Founder Nitish Mittersain said the challenge in the early years of Nazara’s setup was that the penetration of gaming devices was very low in India, and many people did not have gaming consoles at home.
Mittersain said things changed after the mobile phone revolution hit India. “Today, with millions of people having smartphone devices and cheap and fast data, the whole landscape has changed. The whole gaming opportunity in India does not lie in PCs or gaming consoles, but in mobile gaming. And we are focusing there,” Mittersain said.
Mittersain told ETMarkets.com that his company saw a rise in downloads during the pandemic, but the overall revenue impact was not huge, due to diversified verticals. The founder at Nazara said his company has just 3 per cent exposure to real gaming and that the industry is thriving in India. He said he would wait for further clarity on regulatory perspective, before turning more aggressive.
Mittersain’s Nazara Technologies had IPO plans way back in 2018. It had also received necessary approvals from Sebi in April that year. But a selloff in midcaps and smallcaps poured water on its plans.
That came as a blessing in disguise, as the investing community’s understanding of the Indian gaming industry has improved significantly since.
Agarwal said the infrastructure for digital payments also changed substantially during this period, which enabled multiplayer gaming in India. This, he said, was unthinkable before due to poor Internet connections.
That led to PUBG and Free Fire getting millions of active users, who were also ready to pay.
“Suddenly, India, which was always seen as a market that will create downloads and users, began to be seen as a paying user market. From an investor’s point of view, India always had the potential,” Agarwal said.

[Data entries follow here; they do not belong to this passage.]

//! Weighted trip score aggregation and risk banding.
//!
//! Both functions here are pure and referentially transparent: identical
//! inputs always yield identical output, which is what makes score
//! recomputation on submission safely idempotent.

use crate::model::RiskLevel;
use serde::{Deserialize, Serialize};

/// Achieved and maximum points for one inspection module.
#[derive(Clone, Copy, Debug, PartialEq, Eq, Serialize, Deserialize)]
pub struct ModuleScore {
    pub achieved: u32,
    pub max: u32,
}

/// Aggregate module scores into a percentage in [0, 100].
///
/// Computed as `round(100 * sum(achieved) / sum(max))`. A total max of
/// zero yields 0 rather than dividing by zero.
///
/// # Example
///
/// ```rust
/// use fleetguard::scoring::{aggregate_score, ModuleScore};
///
/// let scores = [
///     ModuleScore { achieved: 80, max: 90 },
///     ModuleScore { achieved: 90, max: 90 },
/// ];
/// assert_eq!(aggregate_score(&scores), 94);
/// assert_eq!(aggregate_score(&[]), 0);
/// ```
pub fn aggregate_score(scores: &[ModuleScore]) -> u8 {
    let achieved: u64 = scores.iter().map(|s| u64::from(s.achieved)).sum();
    let max: u64 = scores.iter().map(|s| u64::from(s.max)).sum();
    if max == 0 {
        return 0;
    }
    let pct = (100.0 * achieved as f64 / max as f64).round();
    pct.clamp(0.0, 100.0) as u8
}

/// Derive the risk level from an aggregate score and the trip's open
/// failure/action state.
///
/// Score bands: `>= 90` low, `75..=89` medium, `50..=74` high, `< 50`
/// critical. Any open critical failure or critical/emergency enforcement
/// action forces `Critical` regardless of score.
///
/// # Example
///
/// ```rust
/// use fleetguard::model::RiskLevel;
/// use fleetguard::scoring::risk_level;
///
/// assert_eq!(risk_level(94, false, false), RiskLevel::Low);
/// assert_eq!(risk_level(94, true, false), RiskLevel::Critical);
/// assert_eq!(risk_level(60, false, false), RiskLevel::High);
/// ```
pub fn risk_level(score: u8, open_critical_failures: bool, escalated_actions: bool) -> RiskLevel {
    if open_critical_failures || escalated_actions {
        return RiskLevel::Critical;
    }
    match score {
        90..=100 => RiskLevel::Low,
        75..=89 => RiskLevel::Medium,
        50..=74 => RiskLevel::High,
        _ => RiskLevel::Critical,
    }
}

/// Derive a per-module risk level from its own score fraction.
///
/// Uses the same bands as the aggregate, against the module's achieved/max
/// ratio. A module with zero max points reads as critical risk.
pub fn module_risk(score: ModuleScore) -> RiskLevel {
    risk_level(aggregate_score(&[score]), false, false)
}

#[cfg(test)]
mod tests {
    use super::*;

    #[test]
    fn two_module_aggregate_rounds_to_94() {
        let scores = [
            ModuleScore {
                achieved: 80,
                max: 90,
            },
            ModuleScore {
                achieved: 90,
                max: 90,
            },
        ];
        // round(100 * 170 / 180)
        assert_eq!(aggregate_score(&scores), 94);
        assert_eq!(risk_level(94, false, false), RiskLevel::Low);
    }

    #[test]
    fn zero_max_points_yields_zero_not_panic() {
        let scores = [
            ModuleScore { achieved: 0, max: 0 },
            ModuleScore { achieved: 5, max: 0 },
        ];
        assert_eq!(aggregate_score(&scores), 0);
        assert_eq!(aggregate_score(&[]), 0);
    }

    #[test]
    fn perfect_scores_reach_exactly_100() {
        let scores = [ModuleScore {
            achieved: 90,
            max: 90,
        }];
        assert_eq!(aggregate_score(&scores), 100);
    }

    #[test]
    fn recomputation_is_idempotent() {
        let scores = [
            ModuleScore {
                achieved: 33,
                max: 50,
            },
            ModuleScore {
                achieved: 41,
                max: 60,
            },
        ];
        assert_eq!(aggregate_score(&scores), aggregate_score(&scores));
    }

    #[test]
    fn band_edges_classify_correctly() {
        assert_eq!(risk_level(90, false, false), RiskLevel::Low);
        assert_eq!(risk_level(89, false, false), RiskLevel::Medium);
        assert_eq!(risk_level(75, false, false), RiskLevel::Medium);
        assert_eq!(risk_level(74, false, false), RiskLevel::High);
        assert_eq!(risk_level(50, false, false), RiskLevel::High);
        assert_eq!(risk_level(49, false, false), RiskLevel::Critical);
    }

    #[test]
    fn open_failures_force_critical_risk() {
        assert_eq!(risk_level(100, true, false), RiskLevel::Critical);
        assert_eq!(risk_level(100, false, true), RiskLevel::Critical);
    }

    #[test]
    fn module_risk_uses_same_bands() {
        assert_eq!(
            module_risk(ModuleScore {
                achieved: 9,
                max: 10
            }),
            RiskLevel::Low
        );
        assert_eq!(
            module_risk(ModuleScore { achieved: 0, max: 0 }),
            RiskLevel::Critical
        );
    }
}
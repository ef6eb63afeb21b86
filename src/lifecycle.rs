//! The trip lifecycle state machine.
//!
//! Valid transitions are a fixed table; everything else fails with
//! [`LifecycleError::InvalidTransition`] and leaves the trip untouched.
//! The engine consults this module before performing any side effects, so
//! a refused transition never produces partial writes.

use crate::model::TripStatus;
use thiserror::Error;

/// Errors raised by transition validation.
#[derive(Debug, Clone, Error, PartialEq)]
pub enum LifecycleError {
    #[error("invalid transition from '{from}' to '{to}'")]
    InvalidTransition { from: String, to: String },
}

/// Target states reachable from each source state.
///
/// `Submitted` may be decided directly or parked in `UnderReview` first;
/// both review states accept the same decision outcomes. The post-approval
/// chain is strictly monotonic.
pub fn transitions_from(status: TripStatus) -> &'static [TripStatus] {
    match status {
        TripStatus::Draft => &[TripStatus::Submitted],
        TripStatus::Submitted => &[
            TripStatus::UnderReview,
            TripStatus::Approved,
            TripStatus::Rejected,
        ],
        TripStatus::UnderReview => &[TripStatus::Approved, TripStatus::Rejected],
        TripStatus::Approved => &[TripStatus::InProgress],
        TripStatus::InProgress => &[TripStatus::Completed],
        TripStatus::Completed => &[TripStatus::PostTripCompleted],
        TripStatus::PostTripCompleted => &[TripStatus::FullyCompleted],
        TripStatus::Rejected | TripStatus::FullyCompleted => &[],
    }
}

/// Validate a single transition, returning an error describing the refused
/// move otherwise.
pub fn ensure_transition(from: TripStatus, to: TripStatus) -> Result<(), LifecycleError> {
    if transitions_from(from).contains(&to) {
        Ok(())
    } else {
        Err(LifecycleError::InvalidTransition {
            from: from.name().to_string(),
            to: to.name().to_string(),
        })
    }
}

#[cfg(test)]
mod tests {
    use super::*;

    #[test]
    fn happy_path_is_permitted_in_order() {
        let path = [
            TripStatus::Draft,
            TripStatus::Submitted,
            TripStatus::UnderReview,
            TripStatus::Approved,
            TripStatus::InProgress,
            TripStatus::Completed,
            TripStatus::PostTripCompleted,
            TripStatus::FullyCompleted,
        ];
        for pair in path.windows(2) {
            assert!(ensure_transition(pair[0], pair[1]).is_ok());
        }
    }

    #[test]
    fn submitted_may_be_decided_directly() {
        assert!(ensure_transition(TripStatus::Submitted, TripStatus::Approved).is_ok());
        assert!(ensure_transition(TripStatus::Submitted, TripStatus::Rejected).is_ok());
    }

    #[test]
    fn terminal_states_have_no_exits() {
        assert!(transitions_from(TripStatus::Rejected).is_empty());
        assert!(transitions_from(TripStatus::FullyCompleted).is_empty());
    }

    #[test]
    fn double_submission_is_refused() {
        let err = ensure_transition(TripStatus::Submitted, TripStatus::Submitted).unwrap_err();
        assert_eq!(
            err,
            LifecycleError::InvalidTransition {
                from: "submitted".to_string(),
                to: "submitted".to_string(),
            }
        );
    }

    #[test]
    fn post_trip_chain_is_monotonic() {
        assert!(ensure_transition(TripStatus::Completed, TripStatus::InProgress).is_err());
        assert!(ensure_transition(TripStatus::PostTripCompleted, TripStatus::Completed).is_err());
        assert!(ensure_transition(TripStatus::FullyCompleted, TripStatus::Draft).is_err());
    }

    #[test]
    fn skipping_review_states_is_refused() {
        assert!(ensure_transition(TripStatus::Draft, TripStatus::Approved).is_err());
        assert!(ensure_transition(TripStatus::Approved, TripStatus::Completed).is_err());
    }
}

Ace investor Rakesh Jhunjhunwala is one key investor in the company. Mittersain says he feels his team’s ability to persevere without giving up, long-term commitment to the idea and the focus on cash flow despite being a technology firm seem to have impressed the Big Bull.
“Of course, I cannot speak for Rakeshji, it’s best he speaks for himself. But we all know what he likes to see in a company’s DNA. This is what he told me, what he liked about Nazara. It is our ability to persevere over a long period of time when the business was difficult and the market was very small. We did not give up and continued to experiment,” Mittersain said.
Mittersain said Jhunjhunwala really appreciated the fact that despite being the technology company, his company was extremely focused on cash flows. He said Nazara has been profitable for over a decade now. “We built the business on a very small amount of capital,” he said.